[AIM OF THE EXERCISE]: In the records that follow, count each line where the string "seed" occurs. Provide the total and no other text.

[MATERIAL PROVIDED]:
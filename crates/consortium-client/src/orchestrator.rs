//! Multi-member flows
//!
//! Drives a set of member clients toward an outcome: enough approvals for a
//! proposal to pass, or enough shares for recovery to complete. Which member
//! acts next is decided by a [`SelectionStrategy`], so runs are reproducible
//! under a fixed seed.

use crate::member::{MemberClient, ShareSubmission};
use consortium_core::{
    ClientEffects, ConsortiumConfig, ConsortiumError, ErrorKind, MemberId, ProposalId, Result,
    SelectionStrategy,
};
use consortium_governance::{Ballot, ProposalAction, ProposalState, ProposalSummary};
use consortium_recovery::ShareOutcome;
use tracing::{debug, info, warn};

/// Coordinates several member clients
pub struct Orchestrator<E> {
    clients: Vec<MemberClient<E>>,
    strategy: SelectionStrategy,
}

impl<E: ClientEffects> Orchestrator<E> {
    /// Orchestrator over `clients`
    pub fn new(clients: Vec<MemberClient<E>>, strategy: SelectionStrategy) -> Self {
        Self { clients, strategy }
    }

    /// Orchestrator whose strategy comes from `config.selection`
    pub fn from_config(clients: Vec<MemberClient<E>>, config: &ConsortiumConfig) -> Self {
        Self::new(clients, SelectionStrategy::from_seed(config.selection.seed))
    }

    /// All clients
    pub fn clients(&self) -> &[MemberClient<E>] {
        &self.clients
    }

    /// Client for `member`
    pub fn client(&self, member: MemberId) -> Option<&MemberClient<E>> {
        self.clients.iter().find(|c| c.member_id() == member)
    }

    fn order(&mut self) -> Vec<usize> {
        self.strategy.order((0..self.clients.len()).collect())
    }

    /// Propose `action` from a selected member and vote until it passes
    pub async fn propose_and_accept(&mut self, action: ProposalAction) -> Result<ProposalSummary> {
        let order = self.order();
        let proposer = order
            .first()
            .and_then(|&i| self.clients.get(i))
            .ok_or_else(|| ConsortiumError::invalid("no member clients"))?;
        let summary = proposer.propose(action).await?;
        match summary.state {
            ProposalState::Accepted => Ok(summary),
            ProposalState::Open => self.vote_until_accepted(summary.proposal_id).await,
            state => Err(ConsortiumError::state_conflict(format!(
                "{} ended {state}",
                summary.proposal_id
            ))),
        }
    }

    /// Approve `proposal_id` from selected members until it is accepted.
    ///
    /// Members that already voted or are not Active are skipped.
    pub async fn vote_until_accepted(&mut self, proposal_id: ProposalId) -> Result<ProposalSummary> {
        for index in self.order() {
            let client = &self.clients[index];
            match client.vote(proposal_id, Ballot::Approve).await {
                Ok(summary) if summary.state == ProposalState::Accepted => {
                    info!(proposal_id = %proposal_id, member = %client.member_id(), "quorum reached");
                    return Ok(summary);
                }
                Ok(summary) if summary.state.is_terminal() => {
                    return Err(ConsortiumError::state_conflict(format!(
                        "{proposal_id} ended {}",
                        summary.state
                    )));
                }
                Ok(summary) => {
                    debug!(
                        proposal_id = %proposal_id,
                        approvals = summary.approvals,
                        threshold = summary.threshold,
                        "vote counted"
                    );
                }
                Err(ConsortiumError::DuplicateVote { .. }) => {}
                Err(e) if e.kind() == ErrorKind::Authorization => {
                    warn!(member = %client.member_id(), error = %e, "member cannot vote");
                }
                Err(e) => return Err(e),
            }
        }
        Err(ConsortiumError::state_conflict(format!(
            "{proposal_id} did not reach quorum"
        )))
    }

    /// Submit shares from selected members until recovery completes.
    ///
    /// Returns the completed recovery epoch. Shares already counted are not
    /// resubmitted; members without a share or without voting rights are
    /// skipped.
    pub async fn submit_shares_until_recovered(&mut self) -> Result<u64> {
        for index in self.order() {
            let client = &self.clients[index];
            match client.submit_recovery_share_idempotent().await {
                Ok(ShareSubmission::Counted(ShareOutcome::Recovered { epoch })) => {
                    info!(epoch, member = %client.member_id(), "recovery completed");
                    return Ok(epoch);
                }
                Ok(ShareSubmission::Counted(ShareOutcome::Pending { submitted, threshold })) => {
                    debug!(submitted, threshold, member = %client.member_id(), "share counted");
                }
                Ok(ShareSubmission::AlreadyCounted) => {}
                Err(ConsortiumError::RecoveryAlreadyComplete) => {
                    return Ok(client.recovery_status().await?.epoch);
                }
                Err(e) if matches!(e.kind(), ErrorKind::Authorization | ErrorKind::Validation) => {
                    warn!(member = %client.member_id(), error = %e, "member cannot submit a share");
                }
                Err(e) => return Err(e),
            }
        }
        Err(ConsortiumError::state_conflict(
            "recovery threshold not reached",
        ))
    }
}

[WRITTEN RESPONSE]: 2